# [LISTED RECORDS]

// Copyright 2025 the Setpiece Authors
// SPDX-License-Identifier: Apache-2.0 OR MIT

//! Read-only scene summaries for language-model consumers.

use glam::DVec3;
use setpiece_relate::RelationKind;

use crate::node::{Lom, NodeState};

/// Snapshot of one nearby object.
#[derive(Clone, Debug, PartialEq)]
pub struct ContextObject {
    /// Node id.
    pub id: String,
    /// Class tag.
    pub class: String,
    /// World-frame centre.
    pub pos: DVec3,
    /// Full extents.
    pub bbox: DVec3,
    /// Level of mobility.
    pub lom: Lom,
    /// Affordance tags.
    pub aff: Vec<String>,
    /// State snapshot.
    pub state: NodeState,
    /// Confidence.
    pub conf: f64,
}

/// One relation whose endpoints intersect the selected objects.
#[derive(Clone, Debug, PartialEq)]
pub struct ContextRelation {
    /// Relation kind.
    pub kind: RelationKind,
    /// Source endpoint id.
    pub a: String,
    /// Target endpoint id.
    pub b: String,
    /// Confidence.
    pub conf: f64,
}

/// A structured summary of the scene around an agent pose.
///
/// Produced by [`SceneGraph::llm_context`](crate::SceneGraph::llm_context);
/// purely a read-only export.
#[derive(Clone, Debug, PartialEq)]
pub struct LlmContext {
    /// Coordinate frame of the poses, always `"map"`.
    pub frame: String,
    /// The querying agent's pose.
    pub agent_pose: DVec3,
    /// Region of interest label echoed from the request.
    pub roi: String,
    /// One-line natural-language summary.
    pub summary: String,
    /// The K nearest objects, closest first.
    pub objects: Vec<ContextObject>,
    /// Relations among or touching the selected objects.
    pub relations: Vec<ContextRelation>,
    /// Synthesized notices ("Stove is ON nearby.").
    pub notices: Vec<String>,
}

==

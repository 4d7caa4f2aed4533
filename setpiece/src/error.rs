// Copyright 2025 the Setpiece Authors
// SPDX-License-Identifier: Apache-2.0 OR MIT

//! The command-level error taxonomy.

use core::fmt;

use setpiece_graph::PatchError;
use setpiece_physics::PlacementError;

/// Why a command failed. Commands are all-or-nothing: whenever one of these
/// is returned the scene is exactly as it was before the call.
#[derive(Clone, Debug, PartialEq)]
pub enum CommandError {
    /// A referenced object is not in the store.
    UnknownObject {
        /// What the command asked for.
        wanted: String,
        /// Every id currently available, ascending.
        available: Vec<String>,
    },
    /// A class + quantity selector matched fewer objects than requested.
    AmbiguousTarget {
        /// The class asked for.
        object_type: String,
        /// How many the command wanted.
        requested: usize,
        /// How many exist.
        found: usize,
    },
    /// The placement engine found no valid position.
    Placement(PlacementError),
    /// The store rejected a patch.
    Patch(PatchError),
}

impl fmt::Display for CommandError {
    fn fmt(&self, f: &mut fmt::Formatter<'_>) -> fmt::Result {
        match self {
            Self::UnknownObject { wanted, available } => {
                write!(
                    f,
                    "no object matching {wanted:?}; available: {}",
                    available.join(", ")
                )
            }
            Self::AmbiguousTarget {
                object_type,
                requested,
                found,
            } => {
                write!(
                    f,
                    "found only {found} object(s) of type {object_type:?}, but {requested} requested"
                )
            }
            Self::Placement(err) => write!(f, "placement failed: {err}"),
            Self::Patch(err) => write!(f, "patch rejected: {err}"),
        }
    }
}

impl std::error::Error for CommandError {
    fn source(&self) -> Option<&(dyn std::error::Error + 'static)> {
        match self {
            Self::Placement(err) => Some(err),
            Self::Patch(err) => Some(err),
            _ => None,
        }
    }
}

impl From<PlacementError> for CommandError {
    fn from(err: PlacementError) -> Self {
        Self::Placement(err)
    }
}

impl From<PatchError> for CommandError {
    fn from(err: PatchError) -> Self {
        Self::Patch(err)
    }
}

==

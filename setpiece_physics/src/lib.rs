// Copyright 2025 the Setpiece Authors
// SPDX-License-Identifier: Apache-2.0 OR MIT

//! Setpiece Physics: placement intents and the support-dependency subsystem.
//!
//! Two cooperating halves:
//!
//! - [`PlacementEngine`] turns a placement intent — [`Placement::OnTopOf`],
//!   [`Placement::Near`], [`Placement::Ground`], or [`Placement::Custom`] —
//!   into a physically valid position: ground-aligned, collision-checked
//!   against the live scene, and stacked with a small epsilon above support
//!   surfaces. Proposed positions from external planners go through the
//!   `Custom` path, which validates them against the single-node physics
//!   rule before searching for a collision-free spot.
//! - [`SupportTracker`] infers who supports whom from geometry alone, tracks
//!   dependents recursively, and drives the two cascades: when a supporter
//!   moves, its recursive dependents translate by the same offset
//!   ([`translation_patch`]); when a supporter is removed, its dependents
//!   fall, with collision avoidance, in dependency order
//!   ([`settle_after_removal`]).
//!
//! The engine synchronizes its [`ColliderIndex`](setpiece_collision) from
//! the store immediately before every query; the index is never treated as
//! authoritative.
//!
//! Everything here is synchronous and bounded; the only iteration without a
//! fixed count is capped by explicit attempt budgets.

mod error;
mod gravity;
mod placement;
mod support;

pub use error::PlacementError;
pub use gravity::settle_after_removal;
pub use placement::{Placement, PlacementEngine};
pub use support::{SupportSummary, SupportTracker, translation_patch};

# [DIRECTIONS]
Out of the listing above, reproduce exactly the lines from the one with "use setpiece_graph::PatchError;" up to and including the one with "currently available, ascending.".

# [REPLY TO THE TASK]
use setpiece_graph::PatchError;
use setpiece_physics::PlacementError;

/// Why a command failed. Commands are all-or-nothing: whenever one of these
/// is returned the scene is exactly as it was before the call.
#[derive(Clone, Debug, PartialEq)]
pub enum CommandError {
    /// A referenced object is not in the store.
    UnknownObject {
        /// What the command asked for.
        wanted: String,
        /// Every id currently available, ascending.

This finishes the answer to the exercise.